Parmi d’autres activités et projets, Jama, vous êtes le fondateur et directeur de l’Hargeysa International Book Fair (HIBF). Quel est votre parcours ?
Jama Musse Jama. Ma formation se situe dans le domaine des mathématiques mais ma véritable passion est de soutenir la littérature, de promouvoir l’éducation et les droits de l’homme et, plus important, de préserver le patrimoine culturel somali.
Tout au long de ma vie, j’ai essayé de faire cela de différentes manières. J’ai créé la fondation Redsea-Culture liée à l’éditeur Ponte Invisibile. Mon premier objectif alors était d’encourager la culture et l’écriture créative au sein de la société somalie, l’accompagner dans cette phase de transition d’une société orale à une société de l’écrit et, une fois de plus, de promouvoir les droits de l’homme. C’est ainsi que j’ai publié mes propres travaux, parmi lesquels A note on « My Teachers’ Group »: News report of an injustice, qui raconte l’histoire véritable d’un groupe de jeunes professionnels, y compris mes propres enseignants, qui furent arrêtés entre novembre 1981 et janvier 1982 à Hargeysa pour avoir fait du volontariat à l’Hargeysa Group Hospital. En 2007, quand le gouvernement somalilandais a interdit ShuraNet, une organisation œuvrant pour les droits de l’homme, j’ai réagi en publiant Gobannimo bilaash mâcha (La liberté n’est pas libre). Mon intention étant de contribuer à diffuser une prise de conscience et d’expliquer la signification de l’article 31 de la Constitution somalilandaise qui « garantit le droit fondamental à la liberté d’expression et rend illégal tout acte visant à contrôler la presse et les médias ».
Depuis 2008, j’ai édité vingt ouvrages, dont dix ont été écrits par des auteurs n’ayant jamais publié, ainsi que sept magazines. La même année, j’ai lancé l’Hargeysa International Book Fair qui, sept années plus tard, a donné lieu à la création de l’Hargeysa Cultural Centre, maison permanente pour la littérature, les arts et la culture au Somaliland.

D’après les comptes-rendus enthousiastes que j’ai lus à travers les réseaux sociaux, la dernière édition de l’HIBF a été un énorme succès. Comment avez-vous été amené à créer ce festival ?
J’adore les livres, c’est un fait, mais quand je suis revenu au Somaliland en 2007, j’ai réalisé qu’ils n’y circulaient pas.

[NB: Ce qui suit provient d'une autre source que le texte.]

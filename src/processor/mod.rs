mod core;
mod logic;

pub use self::core::Core;
pub use self::logic::TickResult;

use log::{debug, info};

use crate::constants;
use crate::error::RuntimeError;
use crate::interrupt::InterruptHandle;
use crate::memory::{Memory, Storage};
use crate::pacer::Pacer;
use crate::streams::VmStreams;

/// Why a run of the VM ended.
#[derive(Debug, PartialEq, Eq)]
pub enum ExitCode {
    /// `HALT` was executed.
    Halted,
}

/// Ties together the register/flag state, the flat memory, the interrupt
/// mailbox and the tick pacer into one runnable machine.
pub struct Processor {
    core: Core,
    memory: Memory,
    interrupt: InterruptHandle,
    pacer: Pacer,
}

impl Processor {
    pub fn new(interrupt: InterruptHandle, step_ms: u64) -> Processor {
        Processor {
            core: Core::new(),
            memory: Memory::new(),
            interrupt,
            pacer: Pacer::new(step_ms),
        }
    }

    pub fn memory(&self) -> &Memory {
        &self.memory
    }

    /// Seeds memory (e.g. interrupt vectors) ahead of a test run.
    #[cfg(test)]
    pub(crate) fn memory_mut(&mut self) -> &mut Memory {
        &mut self.memory
    }

    pub fn registers(&self) -> &[u16; constants::REGISTER_COUNT] {
        &self.core.registers
    }

    pub fn flags(&self) -> u8 {
        self.core.flags
    }

    /// Copies `rom` into the ROM region and reads the startup vector.
    pub fn load_rom(&mut self, rom: &[u8]) -> Result<(), RuntimeError> {
        self.memory.load_rom(rom)?;
        self.core.reset(&self.memory)
    }

    /// Runs the fetch-decode-execute loop until `HALT` is set.
    pub fn run(&mut self, streams: &mut dyn VmStreams) -> Result<ExitCode, RuntimeError> {
        info!("starting run at ip={:#06x}", self.core.ip);
        loop {
            self.service_interrupt()?;

            debug!(
                "step ip={:#06x} flags={:#04x} rs={:?}",
                self.core.ip, self.core.flags, self.core.registers
            );

            match logic::tick(&mut self.core, &mut self.memory, streams)? {
                TickResult::Next => {}
                TickResult::Halted => {
                    info!("halted at ip={:#06x}", self.core.ip);
                    return Ok(ExitCode::Halted);
                }
            }

            self.pacer.wait();
        }
    }

    fn service_interrupt(&mut self) -> Result<(), RuntimeError> {
        if !self.core.interrupt_mask || self.core.perf_int {
            return Ok(());
        }

        match self.interrupt.take() {
            Some(id) => {
                debug!("servicing interrupt {:?}", id);
                self.core.perf_int = true;
                let ret_ip = self.core.ip;
                let saved_flags = self.core.flags;
                self.core.push_word(&mut self.memory, ret_ip)?;
                self.core.push_byte(&mut self.memory, saved_flags)?;
                let vector_addr = constants::INTERRUPT_VECTORS[id.vector_index()];
                self.core.ip = self
                    .memory
                    .read_word(vector_addr)
                    .map_err(|_| RuntimeError::BadMemoryAccess {
                        address: vector_addr,
                    })?;
            }
            None => {}
        }

        Ok(())
    }
}
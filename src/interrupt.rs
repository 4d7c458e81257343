//! Shared interrupt slot between the VM loop and an external producer thread.
//!
//! Grounded in the condition-variable handshake of the original C sources'
//! `interrupt.h`/`parallel.c` (a single `current_interrupt` global guarded by
//! a mutex plus a condvar signalled by the VM once the slot is drained), and
//! in the `Arc<Mutex<_>>` shared-state-between-threads shape this corpus uses
//! elsewhere for a producer/consumer pair of threads (audio callback vs.
//! emulator loop). The wire format below follows the external contract
//! described by the specification (a named FIFO carrying single identifying
//! bytes), not the original's configurable AF_UNIX socket listener.

use log::{debug, warn};
use std::fs::File;
use std::io::Read;
use std::path::{Path, PathBuf};
use std::sync::{Arc, Condvar, Mutex};
use std::thread;

/// Default path of the named pipe an external producer writes to.
pub const DEFAULT_FIFO_PATH: &str = "/tmp/picovmint.in";

/// One of the three parallel-port interrupt sources.
#[derive(Clone, Copy, PartialEq, Eq, Debug)]
pub enum InterruptId {
    P0,
    P1,
    P2,
}

impl InterruptId {
    /// Maps the single byte the FIFO protocol carries (0/1/2) to an id.
    fn from_byte(b: u8) -> Option<InterruptId> {
        match b {
            0 => Some(InterruptId::P0),
            1 => Some(InterruptId::P1),
            2 => Some(InterruptId::P2),
            _ => None,
        }
    }

    /// Index into [`crate::constants::INTERRUPT_VECTORS`].
    pub fn vector_index(self) -> usize {
        match self {
            InterruptId::P0 => 0,
            InterruptId::P1 => 1,
            InterruptId::P2 => 2,
        }
    }
}

struct Slot {
    pending: Mutex<Option<InterruptId>>,
    drained: Condvar,
}

/// Handle to the single-slot mailbox shared with the producer thread.
///
/// The VM side calls [`InterruptHandle::take`] between instructions; the
/// producer side calls [`InterruptHandle::post`] and then blocks on the
/// condition variable until the VM has drained the slot.
#[derive(Clone)]
pub struct InterruptHandle {
    slot: Arc<Slot>,
}

impl InterruptHandle {
    fn new() -> InterruptHandle {
        InterruptHandle {
            slot: Arc::new(Slot {
                pending: Mutex::new(None),
                drained: Condvar::new(),
            }),
        }
    }

    /// Called by the VM loop. Returns the pending interrupt, if any, clearing
    /// the slot and waking the producer so it may post the next one.
    pub fn take(&self) -> Option<InterruptId> {
        let mut pending = self.slot.pending.lock().unwrap();
        let id = pending.take();
        if id.is_none() {
            self.slot.drained.notify_one();
        }
        id
    }

    /// Called by the producer thread to post a new pending interrupt. Visible
    /// within the crate so tests can post without a real FIFO producer.
    pub(crate) fn post(&self, id: InterruptId) {
        let mut pending = self.slot.pending.lock().unwrap();
        while pending.is_some() {
            pending = self.slot.drained.wait(pending).unwrap();
        }
        *pending = Some(id);
    }
}

/// Spawns the FIFO-reading producer thread and returns a handle the VM loop
/// polls between instructions.
///
/// Opening the named pipe blocks until a writer connects, matching the usual
/// semantics of POSIX FIFOs; this happens on the spawned thread so it never
/// stalls VM startup.
pub fn spawn_fifo_producer(fifo_path: impl AsRef<Path>) -> InterruptHandle {
    let handle = InterruptHandle::new();
    let producer_handle = handle.clone();
    let path: PathBuf = fifo_path.as_ref().to_path_buf();

    thread::spawn(move || run_producer(&path, producer_handle));

    handle
}

fn run_producer(path: &Path, handle: InterruptHandle) {
    let mut file = match File::open(path) {
        Ok(file) => file,
        Err(err) => {
            warn!("interrupt FIFO {} unavailable: {}", path.display(), err);
            return;
        }
    };

    let mut byte = [0u8; 1];
    loop {
        match file.read(&mut byte) {
            Ok(0) => break,
            Ok(_) => {
                if let Some(id) = InterruptId::from_byte(byte[0]) {
                    debug!("interrupt FIFO posted {:?}", id);
                    handle.post(id);
                } else {
                    warn!("interrupt FIFO sent unrecognised byte {}", byte[0]);
                }
            }
            Err(err) => {
                warn!("interrupt FIFO read error: {}", err);
                break;
            }
        }
    }
}

/// A handle with no producer thread attached; [`InterruptHandle::take`]
/// always returns `None`. Used when interrupts are not wired up (e.g. tests).
pub fn disabled() -> InterruptHandle {
    InterruptHandle::new()
}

Or, je souhaitais que mon livre Gobannimo bilaash mâcha, fraîchement publié et portant sur la liberté d’expression en tant que droit humain de base, puisse trouver sur place son lectorat.
Au départ, je n’avais pas pensé ce festival comme un événement annuel. Mais en le mettant sur pied, j’ai réalisé que c’était la première fois que la jeunesse somalilandaise et les communautés locales avaient accès à des livres et pouvaient jouir et apprécier la magie de la littérature. Ce fut un choc pour moi car je pensais que c’était là un droit fondamental.
Ainsi, j’ai cherché à combler ce vide, fut-ce de manière temporaire, une fois par an. Depuis, j’ai essayé chaque année de l’améliorer, de le développer, de le rendre plus inclusif et d’étendre ce que j’étais en train de proposer aux Somalilandais. Aujourd’hui, l’Hargeysa International Book Fair est devenu le principal événement culturel dans le pays et l’une des plus grandes manifestations célébrant la littérature en Afrique de l’Est. Je souhaitais que les gens, et particulièrement les jeunes gens, développent une culture de la lecture et de l’écriture : j’ai encouragé cela en ciblant et en soutenant les écrivains somalis (Cabdillahi Cawed Cige avec Ladh ; Ahmed Ibrahim Awale avec Qaylo-dhaandeegaan, Siciid Jaama Xuseen avec Shufbeel, Mohamed Barud Ali avec The mourning tree: An autobiography and memoir of prison, etc.) en publiant de la littérature somalie de haute qualité, ainsi qu’en traduisant en somali des classiques de la littérature internationale (fiction, poésie et théâtre).
Désormais, de la part du public, on planifie et on attend avec impatience l’ouverture du festival, quant à nous, nous invitons des écrivains, des poètes et des intellectuels – somalilandais ou venant du monde entier – pour partager et discuter publiquement leurs créations.

Comment le festival a-t-il évolué au fil des ans ?
Une année après l’autre, le festival a pris un essor considérable. En 2010, nous avons créé des clubs régionaux de lecture afin d’aller plus loin dans notre objectif de faciliter l’accès à la littérature et de favoriser un changement dans la manière d’appréhender l’éducation.
En 2011, l’Hargeysa International Book Fair a été étendu à tout le territoire somalilandais en incorporant une bibliothèque mobile. Là encore, ce fut la première initiative de ce type dans cette partie du monde et un jalon important pour le futur de la culture dans ce pays, l’idée était de susciter une prise de conscience autour de la nécessité de créer des bibliothèques au niveau local.
Dans chacune des dix villes couvertes par la bibliothèque mobile, s’est tenu un festival, avec une invitation spéciale aux autorités locales. Nous leur avons publiquement demandé, au nom des habitants, de soutenir les efforts visant à créer une bibliothèque dans leurs villes respectives. La réussite et la réponse à cette initiative ont été phénoménales puisque huit villes ont donné ou se sont engagées à donner des terrains ou à soutenir par d’autres biais ces processus d’implantation de bibliothèques.
En 2013 et 2014, nous avons promu la peinture et l’image, et avons inclus des cours d’écriture créative ou de photographie.
Notre festival évolue de manière organique et, alors qu’il a été créé pour offrir une opportunité au monde somali de mieux connaître ses propres formes d’art et de culture, nous encourageons de toutes nos forces un échange avec des traditions et des cultures d’autres pays, spécialement celles issues du continent africain. Cela fait désormais trois éditions que nous avons un pays invité, ce qui signifie que nous portons une attention particulière à la littérature et aux arts créés dans ce pays. Après le Kenya et le Malawi, nous avons cette année célébré les artistes du Nigeria et, l’année prochaine, ce sera au tour du Ghana.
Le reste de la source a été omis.